Fact and Fiction in Edwidge Danticat’s “Children of the Sea”

“Children of the Sea” by Edwidge Danticat is a short story that I read last semester in Maria Lima’s 203, Reading Transnationally. It is a fictional piece about the experience of two teenage lovers who are separated during the violence of “Papa Doc” Duvalier’s despotic dictatorship in 1950s-70s Haiti—one has fled from Port-au-Prince to a small town, and the other is on a small boat headed to Florida. In this braided narrative based on exchanged letters, the balance between elements of fiction and nonfiction are what make this piece so striking. Danticat is Haitian, and she herself was not around during the regime, but her fiction is based on true historical events of this horrific time in Haitian history, making this piece a real blend of “fact” and fiction.

It’s quite apparent that this piece does a lot of work with “fact”, being that it is a historical piece based on the experiences of Haitians during this time. Having learned about the regime in a history class, with my limited knowledge I can confirm that state terror and rape as a means of control were tactics widely utilized in the twentieth-century military regimes of the Caribbean and Latin America. The story goes into the tactics of the “Tonton Macoutes”, or the police force that would terrorize citizens in order to maintain control, often by forcing family to rape each other as others watch. Although horrific, these are the realities of state violence. These jarring and vivid scenes are illustrated throughout the piece, such as when female narrator describes why her uncle sometimes sleeps at her house:

“they have this thing now that they do. if they come into a house and there is a son and mother there, they hold a gun to their heads. they make the son sleep with his mother. if it is a daughter and a father, they do the same thing. Some night papa sleeps at his brother’s, uncle pressoir’s house. uncle pressoir sleeps at our house, just in case they come. that way papa will never be forced to lay down in bed with me, uncle pressoir would be forced to, but that would not be so bad.”

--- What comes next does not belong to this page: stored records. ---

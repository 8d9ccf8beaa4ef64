// SPDX-License-Identifier: MIT
// Copyright (c) 2026 Alfred Jean LLC

//! Dialect-agnostic XML tree reader.
//!
//! Turns raw report bytes into an order-preserving [`Element`] tree. No
//! framework knowledge lives here: every attribute is kept verbatim and
//! interpreters decide what matters.

use std::collections::HashMap;

use quick_xml::Reader;
use quick_xml::events::{BytesStart, Event};

/// Tree reader failure.
#[derive(Debug, Clone, PartialEq, Eq, thiserror::Error)]
pub enum ParseError {
    /// Input held no element at all.
    #[error("no root element found")]
    NoRoot,

    /// Input ended while an element was still open.
    #[error("unexpected end of input: <{tag}> is not closed")]
    Unclosed { tag: String },

    /// The decoder rejected the document.
    #[error("malformed xml at byte {position}: {message}")]
    Malformed { position: u64, message: String },
}

/// A parsed XML element.
#[derive(Debug, Clone, Default, PartialEq, Eq)]
pub struct Element {
    /// Local tag name (namespace prefix stripped).
    pub tag: String,
    /// Attribute values by local name, unescaped but otherwise verbatim.
    pub attributes: HashMap<String, String>,
    /// Child elements in document order.
    pub children: Vec<Element>,
    /// Concatenated direct character data, including CDATA sections.
    pub text: String,
}

impl Element {
    pub fn new(tag: impl Into<String>) -> Self {
        Self {
            tag: tag.into(),
            ..Self::default()
        }
    }

    /// Builder: set an attribute.
    pub fn with_attr(mut self, name: impl Into<String>, value: impl Into<String>) -> Self {
        self.attributes.insert(name.into(), value.into());
        self
    }

    /// Builder: append a child.
    pub fn with_child(mut self, child: Element) -> Self {
        self.children.push(child);
        self
    }

    /// Builder: append text content.
    pub fn with_text(mut self, text: impl AsRef<str>) -> Self {
        self.text.push_str(text.as_ref());
        self
    }

    pub fn attr(&self, name: &str) -> Option<&str> {
        self.attributes.get(name).map(String::as_str)
    }

    /// Direct children with the given tag.
    pub fn children_named<'a>(&'a self, tag: &'a str) -> impl Iterator<Item = &'a Element> {
        self.children.iter().filter(move |c| c.tag == tag)
    }

    pub fn has_child(&self, tag: &str) -> bool {
        self.children.iter().any(|c| c.tag == tag)
    }

    /// Depth-first, document-order walk over every element below this one.
    pub fn descendants(&self) -> Descendants<'_> {
        Descendants {
            stack: self.children.iter().rev().collect(),
        }
    }
}

/// Iterator returned by [`Element::descendants`].
pub struct Descendants<'a> {
    stack: Vec<&'a Element>,
}

impl<'a> Iterator for Descendants<'a> {
    type Item = &'a Element;

    fn next(&mut self) -> Option<Self::Item> {
        let next = self.stack.pop()?;
        self.stack.extend(next.children.iter().rev());
        Some(next)
    }
}

/// Parse a document into its root element.
///
/// Reading stops once the root element closes; trailing content is ignored.
pub fn parse(bytes: &[u8]) -> Result<Element, ParseError> {
    tracing::trace!(len = bytes.len(), "parsing xml tree");

    let mut reader = Reader::from_reader(bytes);
    let mut buf = Vec::new();
    let mut stack: Vec<Element> = Vec::new();

    loop {
        let event = reader
            .read_event_into(&mut buf)
            .map_err(|e| ParseError::Malformed {
                position: reader.buffer_position(),
                message: e.to_string(),
            })?;
        let position = reader.buffer_position();

        match event {
            Event::Start(e) => stack.push(open(&e, position)?),
            Event::Empty(e) => {
                let element = open(&e, position)?;
                if let Some(root) = attach(&mut stack, element) {
                    return Ok(root);
                }
            }
            Event::End(_) => {
                let element = stack.pop().ok_or_else(|| ParseError::Malformed {
                    position,
                    message: "closing tag without an open element".to_string(),
                })?;
                if let Some(root) = attach(&mut stack, element) {
                    return Ok(root);
                }
            }
            Event::Text(e) => {
                if let Some(top) = stack.last_mut() {
                    let text = e.unescape().map_err(|err| ParseError::Malformed {
                        position,
                        message: err.to_string(),
                    })?;
                    top.text.push_str(&text);
                }
            }
            Event::CData(e) => {
                if let Some(top) = stack.last_mut() {
                    top.text.push_str(&String::from_utf8_lossy(&e.into_inner()));
                }
            }
            Event::Eof => {
                return Err(match stack.last() {
                    Some(unclosed) => ParseError::Unclosed {
                        tag: unclosed.tag.clone(),
                    },
                    None => ParseError::NoRoot,
                });
            }
            _ => {}
        }

        buf.clear();
    }
}

/// Push `element` onto its parent, or hand it back if it is the root.
fn attach(stack: &mut [Element], element: Element) -> Option<Element> {
    match stack.last_mut() {
        Some(parent) => {
            parent.children.push(element);
            None
        }
        None => Some(element),
    }
}

fn open(start: &BytesStart<'_>, position: u64) -> Result<Element, ParseError> {
    let mut element = Element::new(String::from_utf8_lossy(start.local_name().as_ref()));

    // Duplicate attributes are tolerated; the last one wins.
    for attr in start.attributes().with_checks(false) {
        let attr = attr.map_err(|e| ParseError::Malformed {
            position,
            message: e.to_string(),
        })?;
        let key = String::from_utf8_lossy(attr.key.local_name().as_ref()).into_owned();
        let value = attr.unescape_value().map_err(|e| ParseError::Malformed {
            position,
            message: e.to_string(),
        })?;
        element.attributes.insert(key, value.into_owned());
    }

    Ok(element)
}

#[cfg(test)]
#[path = "xml_tests.rs"]
mod tests;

Fictionally, I found that the braided narrative was one of the most striking aspects of this piece. The use of the braiding brings a very personal aspect to the fiction, showing characters in their true raw thoughts. The narratives of the two lovers are artfully executed in the way that they are each characterized so carefully, even when it comes to the style of the prose—the girl’s narrative lacks punctuation and capitalization, giving a sense that she is rushed and nervous. This makes sense because she is the one that has fled to a small town, still in Haiti and reeling from the recent rapes and murders of her neighbors. The boy’s narrative differs starkly—his is meditative and paced, which relates to the fact that he is writing these letters on a boat with no sense of time or direction, and he is eager to do anything to pass the time in limbo. As the male speaker comes closer and closer to the realization that the boat will sink and that everyone on it probably will die, his writing only increases in its concentration and somber pace, starkly contrasting the nervous writing of his lover who is so eager to know if he still alive.